Exploring the role of ATP1A3 mutations in sudden unexplained death in epilepsy - PROJECT SUMMARY/ABSTRACT
Sudden unexplained death in epilepsy (SUDEP) is the sudden and unexplained death of a patient with a history of seizures
and epilepsy who is in a reasonable state of health. It is a major cause of death in patients with epilepsy and a common
cause of neurologic death overall. Believed to be caused by a culmination of cardiac and neurologic factors, epilepsy
induced bradycardia is a risk factor for SUDEP and may trigger lethal ventricular arrhythmias in susceptible myocardium.
Development of a robust experimental model which recapitulates this would open the door for foundational studies to
develop critical pharmacotherapies. SUDEP is a tragic outcome in patients with alternating hemiplegia of childhood (AHC)
which is characterized by epilepsy, dystonia, paralysis, and, notably, sudden death in the setting of bradycardia. Among
AHC patients, 90% harbor underlying pathologic genetic variants in the ATP1A3-encoded alpha-3 catalytic subunit of the
Na/K ATPase pump (ATP1A3). We have identified a strong correlation between the most common AHC-associated
ATP1A3 variant (D801N) and short QT on ECG and ventricular fibrillation during bradycardia. Human induced pluripotent
stem cell-derived cardiac myocytes from an ATP1A3-D801N-positive child (hiPSC-CMD801N) demonstrate shortened
repolarization time, disrupted calcium homeostasis, and delayed-after depolarizations, which are triggers for arrhythmias.
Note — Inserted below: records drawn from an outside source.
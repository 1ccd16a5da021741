//! # Letter Boxed Solutions Server
//!
//! Serves today's Letter Boxed puzzle together with every one- and two-word
//! solution found in its dictionary.
//!
//! ## Startup:
//! 1. Load `.env`, then resolve config (defaults, config file, env/CLI).
//! 2. Set up logging to stdout and a log file.
//! 3. Open the persisted snapshot record.
//! 4. Bootstrap: answer one query internally so a missing or expired record
//!    is refreshed before traffic arrives. A failure is logged, not fatal.
//! 5. Spawn the background refresh scheduler and the HTTP listener.
//!
//! Ctrl-C or SIGTERM stops the scheduler and drains the HTTP server.

use anyhow::Result;
use std::net::{IpAddr, SocketAddr};
use tokio::signal;
use tokio::sync::broadcast;
use tracing::{error, info, warn};

mod letterboxed_logic;
use letterboxed_logic::{config, logger, routes, state};

#[tokio::main]
async fn main() -> Result<()> {
    dotenvy::dotenv().ok();

    let (config, notes) = config::load_config();
    let log_dir = config.log_dir.clone().unwrap_or_else(|| "./logs".into());
    let log_level = config.log_level.clone().unwrap_or_else(|| "info".to_string());
    let _log_guard = logger::setup_logging(&log_dir, &log_level)?;
    for note in &notes {
        warn!("{}", note);
    }

    let app_state = state::AppState::from_config(&config)?;

    match app_state.query.handle_query().await {
        Ok(snapshot) => info!(
            print_date = %snapshot.print_date(),
            expiration = ?snapshot.expiration(),
            "Startup bootstrap complete"
        ),
        Err(e) => error!(kind = e.kind(), "Startup bootstrap failed: {}", e),
    }

    let (shutdown_tx, _) = broadcast::channel(1);

    let scheduler_handle = tokio::spawn(app_state.scheduler().run(shutdown_tx.subscribe()));

    let ip: IpAddr = config.bind_addr.as_deref().unwrap_or("0.0.0.0").parse()?;
    let addr = SocketAddr::new(ip, config.port.unwrap_or(8000));
    let listener = tokio::net::TcpListener::bind(addr).await?;
    info!("Starting HTTP server on http://{}", addr);

    let mut server_shutdown = shutdown_tx.subscribe();
    let server_handle = tokio::spawn(async move {
        let app = routes::router(app_state);
        let result = axum::serve(listener, app.into_make_service())
            .with_graceful_shutdown(async move {
                let _ = server_shutdown.recv().await;
                info!("HTTP server received shutdown signal.");
            })
            .await;
        if let Err(e) = result {
            error!("HTTP server error: {}", e);
        }
    });

    // Wait for shutdown signal
    tokio::select! {
        _ = signal::ctrl_c() => {
            info!("Ctrl-C received, initiating shutdown.");
        }
        _ = async {
            #[cfg(unix)]
            {
                match signal::unix::signal(signal::unix::SignalKind::terminate()) {
                    Ok(mut term_signal) => {
                        term_signal.recv().await;
                        info!("SIGTERM received, initiating shutdown.");
                    }
                    Err(e) => {
                        warn!("Could not install SIGTERM handler: {}", e);
                        std::future::pending::<()>().await;
                    }
                }
            }
            #[cfg(not(unix))]
            {
                // On non-unix platforms, just wait forever.
                std::future::pending::<()>().await;
            }
        } => {}
    }

    // Send shutdown signal to all components
    let _ = shutdown_tx.send(());

    // Wait for components to shut down
    let _ = tokio::try_join!(scheduler_handle, server_handle);

    info!("Shutdown complete.");
    Ok(())
}
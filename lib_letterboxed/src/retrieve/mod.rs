//! # Data Retrieval Module
//!
//! This module provides a centralized location for the HTTP plumbing used to
//! pull the puzzle page from its publisher.
//!
//! ## Contained Modules:
//!
//! - **`ky_http`**: A generic HTTP `ApiClient` built on `reqwest` and
//!   `reqwest-middleware`, featuring automatic retries with exponential
//!   backoff. The puzzle fetch collaborator is built on top of it.
//!
//! By using the components within this module, the puzzle code can focus on
//! page extraction and validation, delegating the complexities of network
//! communication to this layer.

#![forbid(unsafe_code)]
#![warn(missing_docs, rust_2018_idioms, unused_qualifications)]

/// Generic HTTP API client with retry middleware for resilient network requests.
pub mod ky_http;

pub use ky_http::{ApiClient, ApiClientOptions, ApiResponse};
Knock-in mice hosting the D801N variant (Atp1a3D801N) have seizures, bradycardia, and sudden death. Further, Atp1a3D801N
mice have a predisposition to ventricular arrhythmias, particularly at lower heart rates, compared to controls. Collectively,
these findings raise the possibility that disruption of ATP1A3 in the heart underlies SUDEP in AHC patients through
bradycardia-triggered arrhythmias. We hypothesize that D801N reduces pump function leading to shortened repolarization
time and predisposes to lethal ventricular arrhythmias. Our goal is to use AHC as a model to establish the role ATP1A3 in
the heart, determine the mechanism of SUDEP, and explore the proarrhythmic effect of bradycardia. To approach this in
an innovative and rigorous way, we will utilize patient-derived hiPSCD801N- and murine Atp1a3D801N-based models for in
vitro, ex vivo, and in vivo studies to determine the mechanism of arrhythmia predisposition in the heart. Specifically, we
propose to determine 1) the mechanism of action potential duration shortening induced by D801N in cardiac myocytes, 2)
the mechanism of cardiac arrhythmogenesis induced by D801N in 3D tissue models and ex vivo analysis, and 3) whether
bradycardia due to seizures is an arrhythmogenic trigger for a “vulnerable” myocardium in Atp1a3D801N mice. In
accomplishing these aims and overall goal, we will determine the function of ATP1A3 in cardiovascular physiology and its
role in cardiac repolarization, calcium signaling, and ventricular arrhythmias, thus identifying molecular targets for
pharmacotherapy. Finally, this will develop robust and rigorous models to determine the mechanisms of sudden death in
AHC and will provide insights into mechanisms of SUDEP more broadly.